His laughable “concepts of a plan” answer is a lot more disturbing when placed in the total context of Trump Republicans’ actual plans for healthcare, embodied in Project 2025.
The Trump policy blueprint proposes two major changes that could effectively destroy the ACA: (a) allowing circumvention the ACA’s prohibition on discriminating against patients with pre-existing conditions, and (b) stopping Medicare from being able to negotiate lower drug prices for patients.
The provision on pre-existing conditions is one of the most important in the ACA, forcing insurers to cover everyone, not just healthier patients who are unlikely to need care. Going back to the bad old days would be great for insurers and absolutely heartbreaking for Americans whose lives have been saved and improved by this reform.

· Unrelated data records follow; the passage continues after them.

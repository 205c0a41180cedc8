//! Per-host storage directories holding the instance record and key pair.

use std::io;

use camino::{Utf8Path, Utf8PathBuf};
use cap_std::{ambient_authority, fs_utf8::Dir};
use ortho_config::OrthoConfig;
use serde::{Deserialize, Serialize};
use thiserror::Error;

use crate::config::DriverConfig;
use crate::driver::InstanceRecord;
use crate::ssh::expand_tilde;

/// File holding the persisted host document.
pub const HOST_FILE: &str = "host.json";

/// Default root of the host store, before tilde expansion.
pub const DEFAULT_STORE_PATH: &str = "~/.rackhost/hosts";

/// Store location loaded via `ortho-config`.
#[derive(Clone, Debug, Deserialize, OrthoConfig, PartialEq, Eq)]
#[ortho_config(prefix = "RACKHOST")]
pub struct StoreConfig {
    /// Root directory under which every host gets its own directory.
    #[ortho_config(default = DEFAULT_STORE_PATH.to_owned())]
    pub store_path: String,
}

impl StoreConfig {
    /// Loads configuration without attempting to parse CLI arguments.
    ///
    /// # Errors
    ///
    /// Returns [`StoreError::ConfigLoad`] when merging sources fails.
    pub fn load_without_cli_args() -> Result<Self, StoreError> {
        Self::load_from_iter([std::ffi::OsString::from("rackhost")])
            .map_err(|err| StoreError::ConfigLoad(err.to_string()))
    }

    /// Store root with a leading `~` expanded.
    #[must_use]
    pub fn root(&self) -> Utf8PathBuf {
        Utf8PathBuf::from(expand_tilde(self.store_path.trim()))
    }
}

/// Errors raised while reading or writing host directories.
#[derive(Debug, Error)]
pub enum StoreError {
    /// Raised when the store configuration cannot be loaded.
    #[error("store configuration parsing failed: {0}")]
    ConfigLoad(String),
    /// Raised when a host name is unusable as a directory name.
    #[error("invalid host name {0:?}: use letters, digits, '-', '_' or '.'")]
    InvalidName(String),
    /// Raised when the host has no persisted document.
    #[error("host {0} does not exist")]
    NotFound(String),
    /// Raised when file system operations fail.
    #[error("failed to access {path}: {message}")]
    Io {
        /// Path that could not be accessed.
        path: Utf8PathBuf,
        /// Human-readable error message.
        message: String,
    },
    /// Raised when a host document cannot be parsed or rendered.
    #[error("failed to parse {path}: {message}")]
    Parse {
        /// Path of the document.
        path: Utf8PathBuf,
        /// Human-readable error message.
        message: String,
    },
}

/// Persisted state of one host: the configuration it was created with and
/// what the driver recorded.
///
/// Later operations rebuild the driver from `config`, so the account,
/// region, image and flavour stay those of the original `create` whatever
/// the current environment says.
#[derive(Clone, Debug, Deserialize, Eq, PartialEq, Serialize)]
pub struct HostDocument {
    /// Validated driver configuration, tagged with the driver name.
    pub config: DriverConfig,
    /// Instance record written by the driver.
    pub record: InstanceRecord,
}

impl HostDocument {
    /// Registry name of the driver owning the host.
    #[must_use]
    pub const fn driver_name(&self) -> &'static str {
        self.config.driver_name()
    }
}

/// Directory tree of hosts, one subdirectory per host name.
#[derive(Clone, Debug)]
pub struct HostStore {
    root: Utf8PathBuf,
}

impl HostStore {
    /// Creates a store rooted at `root`.
    pub fn new(root: impl Into<Utf8PathBuf>) -> Self {
        Self { root: root.into() }
    }

    /// Root directory of the store.
    #[must_use]
    pub fn root(&self) -> &Utf8Path {
        &self.root
    }

    /// Directory holding the host's document and key pair.
    ///
    /// # Errors
    ///
    /// Returns [`StoreError::InvalidName`] when `name` is empty, a dot entry,
    /// or contains characters other than ASCII alphanumerics, `-`, `_` and `.`.
    pub fn host_dir(&self, name: &str) -> Result<Utf8PathBuf, StoreError> {
        validate_name(name)?;
        Ok(self.root.join(name))
    }

    /// Reads the host document, if the host exists.
    ///
    /// # Errors
    ///
    /// Returns [`StoreError`] when the document cannot be read or parsed.
    pub fn load(&self, name: &str) -> Result<Option<HostDocument>, StoreError> {
        let dir_path = self.host_dir(name)?;
        let Some(dir) = open_existing(&dir_path)? else {
            return Ok(None);
        };
        let file_path = dir_path.join(HOST_FILE);
        let present = dir
            .try_exists(HOST_FILE)
            .map_err(|err| io_error(&file_path, &err))?;
        if !present {
            return Ok(None);
        }

        let contents = dir
            .read_to_string(HOST_FILE)
            .map_err(|err| io_error(&file_path, &err))?;
        serde_json::from_str(&contents)
            .map(Some)
            .map_err(|err| StoreError::Parse {
                path: file_path,
                message: err.to_string(),
            })
    }

    /// Reads the host document, failing when the host does not exist.
    ///
    /// # Errors
    ///
    /// Returns [`StoreError::NotFound`] for unknown hosts.
    pub fn require(&self, name: &str) -> Result<HostDocument, StoreError> {
        self.load(name)?
            .ok_or_else(|| StoreError::NotFound(name.to_owned()))
    }

    /// Writes the host document, creating the host directory if needed.
    ///
    /// # Errors
    ///
    /// Returns [`StoreError`] when the directory or file cannot be written.
    pub fn save(&self, name: &str, document: &HostDocument) -> Result<(), StoreError> {
        let dir_path = self.host_dir(name)?;
        Dir::create_ambient_dir_all(&dir_path, ambient_authority())
            .map_err(|err| io_error(&dir_path, &err))?;
        let dir = Dir::open_ambient_dir(&dir_path, ambient_authority())
            .map_err(|err| io_error(&dir_path, &err))?;
        let file_path = dir_path.join(HOST_FILE);
        let rendered = serde_json::to_string_pretty(document).map_err(|err| StoreError::Parse {
            path: file_path.clone(),
            message: err.to_string(),
        })?;
        dir.write(HOST_FILE, rendered)
            .map_err(|err| io_error(&file_path, &err))
    }
}

fn validate_name(name: &str) -> Result<(), StoreError> {
    let valid = !name.is_empty()
        && name != "."
        && name != ".."
        && name
            .chars()
            .all(|ch| ch.is_ascii_alphanumeric() || matches!(ch, '-' | '_' | '.'));
    if valid {
        Ok(())
    } else {
        Err(StoreError::InvalidName(name.to_owned()))
    }
}

fn open_existing(path: &Utf8Path) -> Result<Option<Dir>, StoreError> {
    match Dir::open_ambient_dir(path, ambient_authority()) {
        Ok(dir) => Ok(Some(dir)),
        Err(err) if err.kind() == io::ErrorKind::NotFound => Ok(None),
        Err(err) => Err(io_error(path, &err)),
    }
}

fn io_error(path: &Utf8Path, err: &io::Error) -> StoreError {
    StoreError::Io {
        path: path.to_path_buf(),
        message: err.to_string(),
    }
}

More recently, the Biden-Harris administration’s efforts to use Medicare’s market power to negotiate lower drug prices — not just for Medicare recipients but for all Americans — has been a landmark set of achievements, bringing insulin costs and inhaler costs down to $35/month, to cite just the most well-known examples. And according to Project 2025, Donald Trump would reverse that, reinstating the former longstanding prohibition that forbade Medicare from engaging in such negotiations.
This would then have a terrible domino effect. The success of the ACA — and the longterm health of Medicare and Medicaid — is greatly benefited by reductions in healthcare costs. Conversely, exacerbated increases in healthcare costs undermines the entire system.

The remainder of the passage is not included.